Third, the compiler is allowed to reorder two accesses in a single transaction if it can prove that the later access (in terms of control flow) would happen in any case when the first access would execute in this transaction. The reason for this is that (1) transactions do not remove race conditions in the transaction’s source code and that (2) the C++ standard allows undefined behavior resulting from race conditions to occur before the execution of the code that contains the race condition (see §1.9.5 in the standard [65]). Thus, the TM can assume that every transaction must be race-free even if executed atomically in any possible interleaving with nontransactional code. Performing an access earlier
in the execution of the transaction must thus still be race-free, provided that this access is guaranteed to be executed (in contrast to a speculative execution as explained previously) and the reordering would be allowed in a sequential execution of the transaction. If this would instead lead to a race condition, then the race condition could also be triggered in valid execution without reordering, and the reordering just leads to an earlier exposition of the race condition.

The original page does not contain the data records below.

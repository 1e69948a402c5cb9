//! Abstract Syntax Tree types for GraphQL documents.

use gqlbridge_core::{Span, Text};

/// A complete document.
#[derive(Debug, Clone)]
pub struct Document<'a> {
    pub definitions: Vec<Definition<'a>>,
    pub span: Span,
}

impl Document<'_> {
    /// Returns the operation definitions in document order.
    #[must_use]
    pub fn operations(&self) -> Vec<&OperationDefinition> {
        self.definitions
            .iter()
            .filter_map(|def| match def {
                Definition::Operation(op) => Some(op),
                _ => None,
            })
            .collect()
    }

    /// Returns the fragment definitions in document order.
    #[must_use]
    pub fn fragments(&self) -> Vec<&FragmentDefinition> {
        self.definitions
            .iter()
            .filter_map(|def| match def {
                Definition::Fragment(fragment) => Some(fragment),
                _ => None,
            })
            .collect()
    }
}

/// A top-level definition.
#[derive(Debug, Clone)]
pub enum Definition<'a> {
    Schema(SchemaDefinition<'a>),
    Type(TypeDefinition<'a>),
    Directive(DirectiveDefinition<'a>),
    Operation(OperationDefinition),
    Fragment(FragmentDefinition),
}

impl Definition<'_> {
    /// Returns true for operations and fragments.
    #[must_use]
    pub fn is_executable(&self) -> bool {
        matches!(self, Self::Operation(_) | Self::Fragment(_))
    }

    #[must_use]
    pub fn span(&self) -> Span {
        match self {
            Self::Schema(def) => def.span,
            Self::Type(def) => def.span(),
            Self::Directive(def) => def.span,
            Self::Operation(def) => def.span,
            Self::Fragment(def) => def.span,
        }
    }
}

/// Schema definition.
#[derive(Debug, Clone)]
pub struct SchemaDefinition<'a> {
    pub description: Option<Description<'a>>,
    pub directives: Vec<Directive>,
    pub operations: Vec<OperationTypeDefinition>,
    pub span: Span,
}

/// Operation type in schema (query/mutation/subscription).
#[derive(Debug, Clone)]
pub struct OperationTypeDefinition {
    pub operation: OperationType,
    pub type_name: Name,
    pub span: Span,
}

/// Type of operation.
#[derive(Debug, Clone, Copy, PartialEq, Eq, Hash)]
pub enum OperationType {
    Query,
    Mutation,
    Subscription,
}

impl OperationType {
    #[must_use]
    pub const fn as_str(self) -> &'static str {
        match self {
            Self::Query => "query",
            Self::Mutation => "mutation",
            Self::Subscription => "subscription",
        }
    }
}

impl std::fmt::Display for OperationType {
    fn fmt(&self, f: &mut std::fmt::Formatter<'_>) -> std::fmt::Result {
        f.write_str(self.as_str())
    }
}

/// Type definitions.
#[derive(Debug, Clone)]
pub enum TypeDefinition<'a> {
    Object(ObjectTypeDefinition<'a>),
    Interface(ObjectTypeDefinition<'a>),
    Union(UnionTypeDefinition<'a>),
    Enum(EnumTypeDefinition<'a>),
    Input(InputObjectTypeDefinition<'a>),
    Scalar(ScalarTypeDefinition<'a>),
}

impl<'a> TypeDefinition<'a> {
    #[must_use]
    pub fn name(&self) -> Name {
        match self {
            Self::Object(def) | Self::Interface(def) => def.name,
            Self::Union(def) => def.name,
            Self::Enum(def) => def.name,
            Self::Input(def) => def.name,
            Self::Scalar(def) => def.name,
        }
    }

    #[must_use]
    pub fn span(&self) -> Span {
        match self {
            Self::Object(def) | Self::Interface(def) => def.span,
            Self::Union(def) => def.span,
            Self::Enum(def) => def.span,
            Self::Input(def) => def.span,
            Self::Scalar(def) => def.span,
        }
    }

    #[must_use]
    pub fn description(&self) -> Option<&Description<'a>> {
        match self {
            Self::Object(def) | Self::Interface(def) => def.description.as_ref(),
            Self::Union(def) => def.description.as_ref(),
            Self::Enum(def) => def.description.as_ref(),
            Self::Input(def) => def.description.as_ref(),
            Self::Scalar(def) => def.description.as_ref(),
        }
    }
}

/// Object or interface type definition; both share one shape.
#[derive(Debug, Clone)]
pub struct ObjectTypeDefinition<'a> {
    pub description: Option<Description<'a>>,
    pub name: Name,
    pub implements: Vec<Name>,
    pub directives: Vec<Directive>,
    pub fields: Vec<FieldDefinition<'a>>,
    pub span: Span,
}

/// Union type definition.
#[derive(Debug, Clone)]
pub struct UnionTypeDefinition<'a> {
    pub description: Option<Description<'a>>,
    pub name: Name,
    pub directives: Vec<Directive>,
    pub members: Vec<Name>,
    pub span: Span,
}

/// Enum type definition.
#[derive(Debug, Clone)]
pub struct EnumTypeDefinition<'a> {
    pub description: Option<Description<'a>>,
    pub name: Name,
    pub directives: Vec<Directive>,
    pub values: Vec<EnumValueDefinition<'a>>,
    pub span: Span,
}

/// Enum value definition.
#[derive(Debug, Clone)]
pub struct EnumValueDefinition<'a> {
    pub description: Option<Description<'a>>,
    pub name: Name,
    pub directives: Vec<Directive>,
    pub span: Span,
}

/// Input object type definition.
#[derive(Debug, Clone)]
pub struct InputObjectTypeDefinition<'a> {
    pub description: Option<Description<'a>>,
    pub name: Name,
    pub directives: Vec<Directive>,
    pub fields: Vec<InputValueDefinition<'a>>,
    pub span: Span,
}

/// Scalar type definition.
#[derive(Debug, Clone)]
pub struct ScalarTypeDefinition<'a> {
    pub description: Option<Description<'a>>,
    pub name: Name,
    pub directives: Vec<Directive>,
    pub span: Span,
}

/// Field definition.
#[derive(Debug, Clone)]
pub struct FieldDefinition<'a> {
    pub description: Option<Description<'a>>,
    pub name: Name,
    pub arguments: Vec<InputValueDefinition<'a>>,
    pub ty: Type,
    pub directives: Vec<Directive>,
    pub span: Span,
}

/// Input value definition (arguments, input fields).
#[derive(Debug, Clone)]
pub struct InputValueDefinition<'a> {
    pub description: Option<Description<'a>>,
    pub name: Name,
    pub ty: Type,
    pub default_value: Option<Value>,
    pub directives: Vec<Directive>,
    pub span: Span,
}

/// Type reference.
#[derive(Debug, Clone, PartialEq)]
pub enum Type {
    /// Named type: `User`
    Named(Name),
    /// List type: `[User]`
    List(Box<Type>, Span),
    /// Non-null type: `User!`
    NonNull(Box<Type>, Span),
}

impl Type {
    /// Returns the innermost named type.
    #[must_use]
    pub fn named(&self) -> Name {
        match self {
            Self::Named(name) => *name,
            Self::List(inner, _) | Self::NonNull(inner, _) => inner.named(),
        }
    }

    #[must_use]
    pub fn span(&self) -> Span {
        match self {
            Self::Named(name) => name.span,
            Self::List(_, span) | Self::NonNull(_, span) => *span,
        }
    }

    #[must_use]
    pub fn is_non_null(&self) -> bool {
        matches!(self, Self::NonNull(..))
    }
}

/// Where a directive may be used.
#[derive(Debug, Clone, Copy, PartialEq, Eq, Hash)]
pub enum DirectiveLocation {
    // Executable
    Query,
    Mutation,
    Subscription,
    Field,
    FragmentDefinition,
    FragmentSpread,
    InlineFragment,
    VariableDefinition,

    // Type system
    Schema,
    Scalar,
    Object,
    FieldDefinition,
    ArgumentDefinition,
    Interface,
    Union,
    Enum,
    EnumValue,
    InputObject,
    InputFieldDefinition,
}

impl DirectiveLocation {
    const ALL: [(Self, &'static str); 19] = [
        (Self::Query, "QUERY"),
        (Self::Mutation, "MUTATION"),
        (Self::Subscription, "SUBSCRIPTION"),
        (Self::Field, "FIELD"),
        (Self::FragmentDefinition, "FRAGMENT_DEFINITION"),
        (Self::FragmentSpread, "FRAGMENT_SPREAD"),
        (Self::InlineFragment, "INLINE_FRAGMENT"),
        (Self::VariableDefinition, "VARIABLE_DEFINITION"),
        (Self::Schema, "SCHEMA"),
        (Self::Scalar, "SCALAR"),
        (Self::Object, "OBJECT"),
        (Self::FieldDefinition, "FIELD_DEFINITION"),
        (Self::ArgumentDefinition, "ARGUMENT_DEFINITION"),
        (Self::Interface, "INTERFACE"),
        (Self::Union, "UNION"),
        (Self::Enum, "ENUM"),
        (Self::EnumValue, "ENUM_VALUE"),
        (Self::InputObject, "INPUT_OBJECT"),
        (Self::InputFieldDefinition, "INPUT_FIELD_DEFINITION"),
    ];

    #[must_use]
    pub fn as_str(self) -> &'static str {
        Self::ALL
            .iter()
            .find(|(location, _)| *location == self)
            .map_or("", |(_, name)| name)
    }

    /// Parses a directive location from its SDL spelling.
    #[must_use]
    pub fn parse(s: &str) -> Option<Self> {
        Self::ALL
            .iter()
            .find(|(_, name)| *name == s)
            .map(|(location, _)| *location)
    }
}

/// Directive definition.
#[derive(Debug, Clone)]
pub struct DirectiveDefinition<'a> {
    pub description: Option<Description<'a>>,
    pub name: Name,
    pub arguments: Vec<InputValueDefinition<'a>>,
    pub repeatable: bool,
    pub locations: Vec<DirectiveLocation>,
    pub span: Span,
}

/// Directive usage.
#[derive(Debug, Clone)]
pub struct Directive {
    pub name: Name,
    pub arguments: Vec<Argument>,
    pub span: Span,
}

/// Argument.
#[derive(Debug, Clone)]
pub struct Argument {
    pub name: Name,
    pub value: Value,
    pub span: Span,
}

/// Operation definition.
#[derive(Debug, Clone)]
pub struct OperationDefinition {
    pub operation: OperationType,
    pub name: Option<Name>,
    pub variables: Vec<VariableDefinition>,
    pub directives: Vec<Directive>,
    pub selection_set: SelectionSet,
    pub span: Span,
}

/// Variable definition.
#[derive(Debug, Clone)]
pub struct VariableDefinition {
    pub name: Name,
    pub ty: Type,
    pub default_value: Option<Value>,
    pub directives: Vec<Directive>,
    pub span: Span,
}

/// Fragment definition.
#[derive(Debug, Clone)]
pub struct FragmentDefinition {
    pub name: Name,
    pub type_condition: Name,
    pub directives: Vec<Directive>,
    pub selection_set: SelectionSet,
    pub span: Span,
}

/// Selection set.
#[derive(Debug, Clone)]
pub struct SelectionSet {
    pub selections: Vec<Selection>,
    pub span: Span,
}

/// Selection.
#[derive(Debug, Clone)]
pub enum Selection {
    Field(FieldSelection),
    FragmentSpread(FragmentSpread),
    InlineFragment(InlineFragment),
}

impl Selection {
    #[must_use]
    pub fn directives(&self) -> &[Directive] {
        match self {
            Self::Field(field) => &field.directives,
            Self::FragmentSpread(spread) => &spread.directives,
            Self::InlineFragment(fragment) => &fragment.directives,
        }
    }
}

/// Field selection.
#[derive(Debug, Clone)]
pub struct FieldSelection {
    pub alias: Option<Name>,
    pub name: Name,
    pub arguments: Vec<Argument>,
    pub directives: Vec<Directive>,
    pub selection_set: Option<SelectionSet>,
    pub span: Span,
}

impl FieldSelection {
    /// The key this field is written under in the response.
    #[must_use]
    pub fn response_key(&self) -> Name {
        self.alias.unwrap_or(self.name)
    }
}

/// Fragment spread.
#[derive(Debug, Clone)]
pub struct FragmentSpread {
    pub name: Name,
    pub directives: Vec<Directive>,
    pub span: Span,
}

/// Inline fragment.
#[derive(Debug, Clone)]
pub struct InlineFragment {
    pub type_condition: Option<Name>,
    pub directives: Vec<Directive>,
    pub selection_set: SelectionSet,
    pub span: Span,
}

/// Input value literal.
#[derive(Debug, Clone, PartialEq)]
pub enum Value {
    Variable(Name),
    /// Integer literal as written; it may exceed every integer width.
    Int(String, Span),
    /// Float literal as written.
    Float(String, Span),
    String(String, Span),
    Boolean(bool, Span),
    Null(Span),
    Enum(Name),
    List(Vec<Value>, Span),
    Object(Vec<(Name, Value)>, Span),
}

impl Value {
    #[must_use]
    pub fn span(&self) -> Span {
        match self {
            Self::Variable(name) | Self::Enum(name) => name.span,
            Self::Int(_, span)
            | Self::Float(_, span)
            | Self::String(_, span)
            | Self::Boolean(_, span)
            | Self::Null(span)
            | Self::List(_, span)
            | Self::Object(_, span) => *span,
        }
    }

    /// Returns true if the literal mentions no variables.
    #[must_use]
    pub fn is_const(&self) -> bool {
        match self {
            Self::Variable(_) => false,
            Self::List(items, _) => items.iter().all(Self::is_const),
            Self::Object(fields, _) => fields.iter().all(|(_, value)| value.is_const()),
            _ => true,
        }
    }
}

/// Name with span.
#[derive(Debug, Clone, Copy, PartialEq, Eq)]
pub struct Name {
    pub value: Text,
    pub span: Span,
}

impl Name {
    #[must_use]
    pub fn new(value: Text, span: Span) -> Self {
        Self { value, span }
    }
}

/// Description (documentation string) as written in the source.
#[derive(Debug, Clone)]
pub struct Description<'a> {
    /// Raw text between the quotes.
    pub raw: &'a str,
    /// True for `"""block"""` descriptions.
    pub block: bool,
    pub span: Span,
}

impl<'a> Description<'a> {
    #[must_use]
    pub fn new(raw: &'a str, block: bool, span: Span) -> Self {
        Self { raw, block, span }
    }

    /// Returns the description text with escapes or block indentation
    /// processed.
    #[must_use]
    pub fn value(&self) -> String {
        if self.block {
            crate::lexer::block_string_value(self.raw)
        } else {
            crate::lexer::unescape(self.raw).unwrap_or_else(|_| self.raw.to_string())
        }
    }
}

Finally, there are restrictions regarding the reordering of code across trans- action boundaries. Basically, TM-pure operations can be moved into and out of transactions because they are independent of TSO. Unsafe operations must not be moved into transactions because this might invalidate liveness proper- ties that exist in the source program, and they also must not be moved out of transactions because this might result in race conditions. Other code must not be moved out of transactions but can be moved into transactions because it does not synchronize (it would be unsafe code otherwise). If a transaction can potentially be canceled (see Section 4.1), then no code can be moved into or out of the transaction, unless the code is TM-pure and its execution cannot be detected by the program.

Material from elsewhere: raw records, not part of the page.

//! String helpers shared by the lexer, the template filler and the built-in
//! tag renderers: entity-aware HTML escaping, URL encoding and validation,
//! wiki slugs, and a small email syntax check.

use std::borrow::Cow;

use once_cell::sync::Lazy;
use regex::Regex;

/// Matches a complete character entity, named or numeric.
static ENTITY: Lazy<Regex> = Lazy::new(|| {
    Regex::new(r"^(?:[a-zA-Z][a-zA-Z0-9]{1,31}|#[0-9]{1,7}|#[xX][0-9a-fA-F]{1,6});").unwrap()
});

static URL: Lazy<Regex> = Lazy::new(|| {
    Regex::new(r#"(?i)^(?:(?:https?://|ftp://|mailto:)[^\s<>"']+|www\.[^\s<>"']+)$"#).unwrap()
});

static EMAIL: Lazy<Regex> = Lazy::new(|| {
    Regex::new(r"^[A-Za-z0-9._%+-]+@[A-Za-z0-9-]+(?:\.[A-Za-z0-9-]+)+$").unwrap()
});

/// HTML-escapes `text` without double-escaping entities that are already
/// present. `&` is only rewritten when it does not begin a well-formed
/// entity, so escaping is idempotent over this function's own output.
///
/// With `keep_ampersands` set, `&` is passed through untouched and only the
/// markup-significant characters are rewritten.
pub fn escape_html(text: &str, keep_ampersands: bool) -> String {
    let mut out = String::with_capacity(text.len());
    for (i, ch) in text.char_indices() {
        match ch {
            '<' => out.push_str("&lt;"),
            '>' => out.push_str("&gt;"),
            '"' => out.push_str("&quot;"),
            '&' => {
                if keep_ampersands || ENTITY.is_match(&text[i + 1..]) {
                    out.push('&');
                } else {
                    out.push_str("&amp;");
                }
            }
            _ => out.push(ch),
        }
    }
    out
}

/// Decodes HTML entities back to plain text.
pub fn unescape_html(text: &str) -> Cow<'_, str> {
    html_escape::decode_html_entities(text)
}

/// Percent-encodes everything outside the RFC 3986 unreserved set.
pub fn url_encode(text: &str) -> String {
    const HEX: &[u8; 16] = b"0123456789ABCDEF";
    let mut out = String::with_capacity(text.len());
    for byte in text.bytes() {
        match byte {
            b'A'..=b'Z' | b'a'..=b'z' | b'0'..=b'9' | b'-' | b'_' | b'.' | b'~' => {
                out.push(byte as char)
            }
            _ => {
                out.push('%');
                out.push(HEX[(byte >> 4) as usize] as char);
                out.push(HEX[(byte & 0x0F) as usize] as char);
            }
        }
    }
    out
}

/// Converts a wiki page title into its address form: surrounding whitespace
/// dropped, inner whitespace runs collapsed to single underscores.
pub fn wikify(title: &str) -> String {
    let mut out = String::with_capacity(title.len());
    let mut pending_sep = false;
    for ch in title.trim().chars() {
        if ch.is_whitespace() {
            pending_sep = true;
        } else {
            if pending_sep && !out.is_empty() {
                out.push('_');
            }
            pending_sep = false;
            out.push(ch);
        }
    }
    out
}

/// The final path component of a `/`-separated path.
pub fn basename(path: &str) -> &str {
    path.rsplit('/').next().unwrap_or(path)
}

/// Loose syntactic URL check for link-bearing tags. Accepts absolute
/// http/https/ftp/mailto URLs and bare `www.` hosts.
pub fn is_valid_url(url: &str) -> bool {
    !url.is_empty() && URL.is_match(url.trim())
}

/// Syntactic email address check. Deliberately stricter than RFC 5321:
/// quoted local parts and address literals are rejected.
pub fn is_valid_email(addr: &str) -> bool {
    let addr = addr.trim();
    addr.len() <= 254 && EMAIL.is_match(addr)
}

These previous requirements also show why publication safety is mostly the responsibility of the compiler and the transactional program. To avoid race conditions, the program’s source code must first load the data that determines whether the published data is available (e. g., flags or pointers) before accessing the published data itself. Thus, accesses to published data are data-dependent on the former data, and the compiler must not reorder these accesses so that they happen speculatively before the data dependency. Given these guarantees, the TM runtime library is free to select or even change TSO during the runtime of a transaction that might read published data; the nontransactional accesses to the published data by the publisher and the observer will always be synchronized by the intermediary transactional accesses to the publication flags.